Dataset items:
• • •

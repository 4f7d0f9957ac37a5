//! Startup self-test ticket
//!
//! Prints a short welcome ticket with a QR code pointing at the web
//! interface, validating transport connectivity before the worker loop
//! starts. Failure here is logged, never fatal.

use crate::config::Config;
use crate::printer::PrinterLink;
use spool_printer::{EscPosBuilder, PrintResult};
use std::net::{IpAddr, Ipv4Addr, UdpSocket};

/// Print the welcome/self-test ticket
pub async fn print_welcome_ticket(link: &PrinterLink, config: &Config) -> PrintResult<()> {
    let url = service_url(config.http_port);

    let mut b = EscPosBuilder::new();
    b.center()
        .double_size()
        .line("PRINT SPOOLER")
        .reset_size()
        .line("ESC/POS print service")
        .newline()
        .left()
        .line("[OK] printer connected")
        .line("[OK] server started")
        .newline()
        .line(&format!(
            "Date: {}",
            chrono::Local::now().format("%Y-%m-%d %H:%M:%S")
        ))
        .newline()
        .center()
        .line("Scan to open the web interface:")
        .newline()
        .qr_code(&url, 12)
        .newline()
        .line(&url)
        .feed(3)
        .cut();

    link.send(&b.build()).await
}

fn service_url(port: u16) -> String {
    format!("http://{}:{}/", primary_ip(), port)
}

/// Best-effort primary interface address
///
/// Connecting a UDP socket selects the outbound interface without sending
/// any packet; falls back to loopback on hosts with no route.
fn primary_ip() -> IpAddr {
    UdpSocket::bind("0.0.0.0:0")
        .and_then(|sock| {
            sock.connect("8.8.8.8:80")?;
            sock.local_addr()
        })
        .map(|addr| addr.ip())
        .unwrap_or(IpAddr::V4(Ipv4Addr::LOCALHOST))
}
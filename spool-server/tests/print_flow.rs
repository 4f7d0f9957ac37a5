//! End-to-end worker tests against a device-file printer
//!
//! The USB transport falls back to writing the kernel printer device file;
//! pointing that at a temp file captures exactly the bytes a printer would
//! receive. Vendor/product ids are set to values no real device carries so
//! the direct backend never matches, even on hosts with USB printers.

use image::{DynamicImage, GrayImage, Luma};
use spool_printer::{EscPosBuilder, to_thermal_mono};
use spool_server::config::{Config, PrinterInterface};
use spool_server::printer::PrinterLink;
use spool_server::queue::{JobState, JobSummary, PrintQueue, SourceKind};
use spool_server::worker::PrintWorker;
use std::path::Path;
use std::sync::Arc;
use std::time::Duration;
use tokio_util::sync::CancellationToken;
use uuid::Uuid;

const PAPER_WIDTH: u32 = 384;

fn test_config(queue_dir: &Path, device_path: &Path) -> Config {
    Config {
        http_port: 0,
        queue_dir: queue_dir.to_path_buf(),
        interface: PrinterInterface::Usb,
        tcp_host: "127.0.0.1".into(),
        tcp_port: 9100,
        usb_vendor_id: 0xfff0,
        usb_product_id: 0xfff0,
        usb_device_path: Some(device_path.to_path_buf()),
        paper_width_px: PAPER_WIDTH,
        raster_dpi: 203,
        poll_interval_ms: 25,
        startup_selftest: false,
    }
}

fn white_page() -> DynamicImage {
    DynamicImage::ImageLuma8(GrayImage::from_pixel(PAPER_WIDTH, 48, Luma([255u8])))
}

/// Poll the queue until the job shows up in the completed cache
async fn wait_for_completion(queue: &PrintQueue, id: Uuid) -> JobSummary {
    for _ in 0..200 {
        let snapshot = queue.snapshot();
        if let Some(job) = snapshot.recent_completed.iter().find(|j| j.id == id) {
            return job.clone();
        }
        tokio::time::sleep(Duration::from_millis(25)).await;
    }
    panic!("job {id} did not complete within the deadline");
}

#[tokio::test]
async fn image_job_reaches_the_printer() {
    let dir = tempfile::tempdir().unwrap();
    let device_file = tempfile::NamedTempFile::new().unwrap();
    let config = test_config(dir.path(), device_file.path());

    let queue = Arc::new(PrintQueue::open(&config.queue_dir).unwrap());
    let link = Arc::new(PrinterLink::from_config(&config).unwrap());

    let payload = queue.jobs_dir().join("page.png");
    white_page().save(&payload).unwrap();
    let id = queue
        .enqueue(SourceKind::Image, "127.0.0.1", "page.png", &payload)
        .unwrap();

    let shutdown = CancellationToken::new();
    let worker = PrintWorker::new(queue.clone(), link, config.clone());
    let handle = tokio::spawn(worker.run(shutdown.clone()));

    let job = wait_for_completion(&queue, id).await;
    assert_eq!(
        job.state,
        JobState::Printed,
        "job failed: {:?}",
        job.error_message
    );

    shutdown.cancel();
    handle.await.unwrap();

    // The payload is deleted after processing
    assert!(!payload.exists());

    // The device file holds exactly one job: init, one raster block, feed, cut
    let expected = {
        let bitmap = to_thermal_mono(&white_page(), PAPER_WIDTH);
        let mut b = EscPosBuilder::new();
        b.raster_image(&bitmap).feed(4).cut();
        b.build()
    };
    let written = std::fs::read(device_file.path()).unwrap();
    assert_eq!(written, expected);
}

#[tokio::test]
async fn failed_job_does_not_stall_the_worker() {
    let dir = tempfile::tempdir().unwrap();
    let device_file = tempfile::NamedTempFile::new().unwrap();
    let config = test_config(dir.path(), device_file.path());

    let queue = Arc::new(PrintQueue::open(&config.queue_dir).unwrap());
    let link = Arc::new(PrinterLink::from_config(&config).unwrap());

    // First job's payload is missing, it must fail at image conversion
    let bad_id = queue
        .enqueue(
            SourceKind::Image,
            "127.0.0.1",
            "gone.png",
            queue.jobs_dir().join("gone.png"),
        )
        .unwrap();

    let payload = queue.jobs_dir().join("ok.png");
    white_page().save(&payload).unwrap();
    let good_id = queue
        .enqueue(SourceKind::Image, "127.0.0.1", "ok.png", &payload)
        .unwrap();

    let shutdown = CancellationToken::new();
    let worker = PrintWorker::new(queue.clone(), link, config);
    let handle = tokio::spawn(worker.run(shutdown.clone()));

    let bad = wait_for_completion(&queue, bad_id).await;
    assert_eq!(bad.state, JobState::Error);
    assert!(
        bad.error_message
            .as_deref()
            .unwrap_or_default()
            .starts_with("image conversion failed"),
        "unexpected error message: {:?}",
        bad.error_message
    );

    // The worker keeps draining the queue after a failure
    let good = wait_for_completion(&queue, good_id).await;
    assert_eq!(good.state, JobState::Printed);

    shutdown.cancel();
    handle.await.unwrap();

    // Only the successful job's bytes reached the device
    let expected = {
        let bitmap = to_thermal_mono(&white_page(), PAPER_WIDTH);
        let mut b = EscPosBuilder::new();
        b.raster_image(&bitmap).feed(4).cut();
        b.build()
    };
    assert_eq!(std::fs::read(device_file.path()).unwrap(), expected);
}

• • •

### [Work request]
Take the entries and print them exactly. Keep every line.

### [Result below]
repository 4f7d0f9957ac37a5
//! Startup self-test ticket
//!
//! Prints a short welcome ticket with a QR code pointing at the web
//! interface, validating transport connectivity before the worker loop
//! starts. Failure here is logged, never fatal.

use crate::config::Config;
use crate::printer::PrinterLink;
use spool_printer::{EscPosBuilder, PrintResult};
use std::net::{IpAddr, Ipv4Addr, UdpSocket};

/// Print the welcome/self-test ticket
pub async fn print_welcome_ticket(link: &PrinterLink, config: &Config) -> PrintResult<()> {
    let url = service_url(config.http_port);

    let mut b = EscPosBuilder::new();
    b.center()
        .double_size()
        .line("PRINT SPOOLER")
        .reset_size()
        .line("ESC/POS print service")
        .newline()
        .left()
        .line("[OK] printer connected")
        .line("[OK] server started")
        .newline()
        .line(&format!(
            "Date: {}",
            chrono::Local::now().format("%Y-%m-%d %H:%M:%S")
        ))
        .newline()
        .center()
        .line("Scan to open the web interface:")
        .newline()
        .qr_code(&url, 12)
        .newline()
        .line(&url)
        .feed(3)
        .cut();

    link.send(&b.build()).await
}

fn service_url(port: u16) -> String {
    format!("http://{}:{}/", primary_ip(), port)
}

/// Best-effort primary interface address
///
/// Connecting a UDP socket selects the outbound interface without sending
/// any packet; falls back to loopback on hosts with no route.
fn primary_ip() -> IpAddr {
    UdpSocket::bind("0.0.0.0:0")
        .and_then(|sock| {
            sock.connect("8.8.8.8:80")?;
            sock.local_addr()
        })
        .map(|addr| addr.ip())
        .unwrap_or(IpAddr::V4(Ipv4Addr::LOCALHOST))
}
filename spool-server/tests/print_flow.rs
repository 4f7d0f9957ac37a5
//! End-to-end worker tests against a device-file printer
//!
//! The USB transport falls back to writing the kernel printer device file;
//! pointing that at a temp file captures exactly the bytes a printer would
//! receive. Vendor/product ids are set to values no real device carries so
//! the direct backend never matches, even on hosts with USB printers.

use image::{DynamicImage, GrayImage, Luma};
use spool_printer::{EscPosBuilder, to_thermal_mono};
use spool_server::config::{Config, PrinterInterface};
use spool_server::printer::PrinterLink;
use spool_server::queue::{JobState, JobSummary, PrintQueue, SourceKind};
use spool_server::worker::PrintWorker;
use std::path::Path;
use std::sync::Arc;
use std::time::Duration;
use tokio_util::sync::CancellationToken;
use uuid::Uuid;

const PAPER_WIDTH: u32 = 384;

fn test_config(queue_dir: &Path, device_path: &Path) -> Config {
    Config {
        http_port: 0,
        queue_dir: queue_dir.to_path_buf(),
        interface: PrinterInterface::Usb,
        tcp_host: "127.0.0.1".into(),
        tcp_port: 9100,
        usb_vendor_id: 0xfff0,
        usb_product_id: 0xfff0,
        usb_device_path: Some(device_path.to_path_buf()),
        paper_width_px: PAPER_WIDTH,
        raster_dpi: 203,
        poll_interval_ms: 25,
        startup_selftest: false,
    }
}

fn white_page() -> DynamicImage {
    DynamicImage::ImageLuma8(GrayImage::from_pixel(PAPER_WIDTH, 48, Luma([255u8])))
}

/// Poll the queue until the job shows up in the completed cache
async fn wait_for_completion(queue: &PrintQueue, id: Uuid) -> JobSummary {
    for _ in 0..200 {
        let snapshot = queue.snapshot();
        if let Some(job) = snapshot.recent_completed.iter().find(|j| j.id == id) {
            return job.clone();
        }
        tokio::time::sleep(Duration::from_millis(25)).await;
    }
    panic!("job {id} did not complete within the deadline");
}

#[tokio::test]
async fn image_job_reaches_the_printer() {
    let dir = tempfile::tempdir().unwrap();
    let device_file = tempfile::NamedTempFile::new().unwrap();
    let config = test_config(dir.path(), device_file.path());

    let queue = Arc::new(PrintQueue::open(&config.queue_dir).unwrap());
    let link = Arc::new(PrinterLink::from_config(&config).unwrap());

    let payload = queue.jobs_dir().join("page.png");
    white_page().save(&payload).unwrap();
    let id = queue
        .enqueue(SourceKind::Image, "127.0.0.1", "page.png", &payload)
        .unwrap();

    let shutdown = CancellationToken::new();
    let worker = PrintWorker::new(queue.clone(), link, config.clone());
    let handle = tokio::spawn(worker.run(shutdown.clone()));

    let job = wait_for_completion(&queue, id).await;
    assert_eq!(
        job.state,
        JobState::Printed,
        "job failed: {:?}",
        job.error_message
    );

    shutdown.cancel();
    handle.await.unwrap();

    // The payload is deleted after processing
    assert!(!payload.exists());

    // The device file holds exactly one job: init, one raster block, feed, cut
    let expected = {
        let bitmap = to_thermal_mono(&white_page(), PAPER_WIDTH);
        let mut b = EscPosBuilder::new();
        b.raster_image(&bitmap).feed(4).cut();
        b.build()
    };
    let written = std::fs::read(device_file.path()).unwrap();
    assert_eq!(written, expected);
}

#[tokio::test]
async fn failed_job_does_not_stall_the_worker() {
    let dir = tempfile::tempdir().unwrap();
    let device_file = tempfile::NamedTempFile::new().unwrap();
    let config = test_config(dir.path(), device_file.path());

    let queue = Arc::new(PrintQueue::open(&config.queue_dir).unwrap());
    let link = Arc::new(PrinterLink::from_config(&config).unwrap());

    // First job's payload is missing, it must fail at image conversion
    let bad_id = queue
        .enqueue(
            SourceKind::Image,
            "127.0.0.1",
            "gone.png",
            queue.jobs_dir().join("gone.png"),
        )
        .unwrap();

    let payload = queue.jobs_dir().join("ok.png");
    white_page().save(&payload).unwrap();
    let good_id = queue
        .enqueue(SourceKind::Image, "127.0.0.1", "ok.png", &payload)
        .unwrap();

    let shutdown = CancellationToken::new();
    let worker = PrintWorker::new(queue.clone(), link, config);
    let handle = tokio::spawn(worker.run(shutdown.clone()));

    let bad = wait_for_completion(&queue, bad_id).await;
    assert_eq!(bad.state, JobState::Error);
    assert!(
        bad.error_message
            .as_deref()
            .unwrap_or_default()
            .starts_with("image conversion failed"),
        "unexpected error message: {:?}",
        bad.error_message
    );

    // The worker keeps draining the queue after a failure
    let good = wait_for_completion(&queue, good_id).await;
    assert_eq!(good.state, JobState::Printed);

    shutdown.cancel();
    handle.await.unwrap();

    // Only the successful job's bytes reached the device
    let expected = {
        let bitmap = to_thermal_mono(&white_page(), PAPER_WIDTH);
        let mut b = EscPosBuilder::new();
        b.raster_image(&bitmap).feed(4).cut();
        b.build()
    };
    assert_eq!(std::fs::read(device_file.path()).unwrap(), expected);
}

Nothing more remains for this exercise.